◆ Assignment ◆
Please restate, exactly as written, the lines running from the beginning of the material through the line that has "pub fn init(default_filter: &str)" in it.

◆ ◆ ◆ ◆ ◆

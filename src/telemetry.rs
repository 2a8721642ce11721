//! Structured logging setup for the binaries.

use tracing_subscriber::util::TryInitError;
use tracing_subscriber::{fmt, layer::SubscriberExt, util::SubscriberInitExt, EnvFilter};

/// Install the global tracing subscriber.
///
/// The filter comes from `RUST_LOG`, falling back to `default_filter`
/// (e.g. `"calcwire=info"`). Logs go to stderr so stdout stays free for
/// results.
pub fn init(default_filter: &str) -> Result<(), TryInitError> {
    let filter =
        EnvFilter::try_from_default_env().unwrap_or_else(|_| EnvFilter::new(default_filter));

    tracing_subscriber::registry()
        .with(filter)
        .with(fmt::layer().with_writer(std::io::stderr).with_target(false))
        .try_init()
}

◆ ◆ ◆ ◆ ◆

◆ Result for this exercise ◆
filename src/telemetry.rs
repository 2a8721642ce11721
//! Structured logging setup for the binaries.

use tracing_subscriber::util::TryInitError;
use tracing_subscriber::{fmt, layer::SubscriberExt, util::SubscriberInitExt, EnvFilter};

/// Install the global tracing subscriber.
///
/// The filter comes from `RUST_LOG`, falling back to `default_filter`
/// (e.g. `"calcwire=info"`). Logs go to stderr so stdout stays free for
/// results.
pub fn init(default_filter: &str) -> Result<(), TryInitError> {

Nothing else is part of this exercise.